WHAT THE TASK REQUIRES: Each line below should be reproduced without any alteration.

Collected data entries
-----
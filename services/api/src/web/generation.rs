//! services/api/src/web/generation.rs
//!
//! One exam generation: snapshot the workspace, call the backend with the
//! progress ticker running, then store the result as the current exam and at
//! the head of the history.

use crate::error::ApiError;
use crate::web::{progress::ProgressTicker, state::AppState};
use chrono::Utc;
use exam_forge_core::{
    ports::PortError,
    presenter::{ExamPresenter, RenderedExam},
};
use tracing::{error, info, warn};

pub async fn run_generation(app_state: &AppState) -> Result<RenderedExam, ApiError> {
    let (resources, exam_config) = {
        let workspace = app_state.workspace.lock().await;
        if workspace.inventory.is_empty() {
            return Err(PortError::InvalidInput("Please add at least one resource!".to_string()).into());
        }
        (workspace.inventory.resources().to_vec(), workspace.exam_config.clone())
    };

    let _guard = app_state.generation.try_begin().ok_or_else(|| {
        ApiError::Conflict("An exam is already being generated.".to_string())
    })?;

    app_state.workspace.lock().await.presenter = None;
    info!(
        resources = resources.len(),
        questions = exam_config.question_count.get(),
        difficulty = %exam_config.difficulty,
        "Starting exam generation"
    );

    let ticker = ProgressTicker::start(app_state.generation.clone(), app_state.config.progress_interval);
    let result = app_state.generator.generate_exam(&resources, &exam_config).await;
    ticker.finish().await;

    let mut exam = result.map_err(|e| {
        error!("Exam generation failed: {}", e);
        e
    })?;
    exam.created_at = Some(Utc::now());

    let (rendered, history) = {
        let mut workspace = app_state.workspace.lock().await;
        workspace.history.record(&exam);
        let presenter = ExamPresenter::new(exam);
        let rendered = presenter.render(rand::random());
        workspace.presenter = Some(presenter);
        (rendered, workspace.history.clone())
    };

    if let Err(e) = history.persist(app_state.history_repo.as_ref()).await {
        warn!("Failed to persist exam history: {}", e);
    }

    Ok(rendered)
}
-----
SOLUTION TO THIS EXERCISE:
filename services/api/src/web/generation.rs
//! services/api/src/web/generation.rs
//!
//! One exam generation: snapshot the workspace, call the backend with the
//! progress ticker running, then store the result as the current exam and at
//! the head of the history.

use crate::error::ApiError;
use crate::web::{progress::ProgressTicker, state::AppState};
use chrono::Utc;
use exam_forge_core::{
    ports::PortError,
    presenter::{ExamPresenter, RenderedExam},
};
use tracing::{error, info, warn};

pub async fn run_generation(app_state: &AppState) -> Result<RenderedExam, ApiError> {
    let (resources, exam_config) = {
        let workspace = app_state.workspace.lock().await;
        if workspace.inventory.is_empty() {
            return Err(PortError::InvalidInput("Please add at least one resource!".to_string()).into());
        }
        (workspace.inventory.resources().to_vec(), workspace.exam_config.clone())
    };

    let _guard = app_state.generation.try_begin().ok_or_else(|| {
        ApiError::Conflict("An exam is already being generated.".to_string())
    })?;

    app_state.workspace.lock().await.presenter = None;
    info!(
        resources = resources.len(),
        questions = exam_config.question_count.get(),
        difficulty = %exam_config.difficulty,
        "Starting exam generation"
    );

    let ticker = ProgressTicker::start(app_state.generation.clone(), app_state.config.progress_interval);
    let result = app_state.generator.generate_exam(&resources, &exam_config).await;
    ticker.finish().await;

    let mut exam = result.map_err(|e| {
        error!("Exam generation failed: {}", e);
        e
    })?;
    exam.created_at = Some(Utc::now());

    let (rendered, history) = {
        let mut workspace = app_state.workspace.lock().await;
        workspace.history.record(&exam);
        let presenter = ExamPresenter::new(exam);
        let rendered = presenter.render(rand::random());
        workspace.presenter = Some(presenter);
        (rendered, workspace.history.clone())
    };

    if let Err(e) = history.persist(app_state.history_repo.as_ref()).await {
        warn!("Failed to persist exam history: {}", e);
    }

    Ok(rendered)
}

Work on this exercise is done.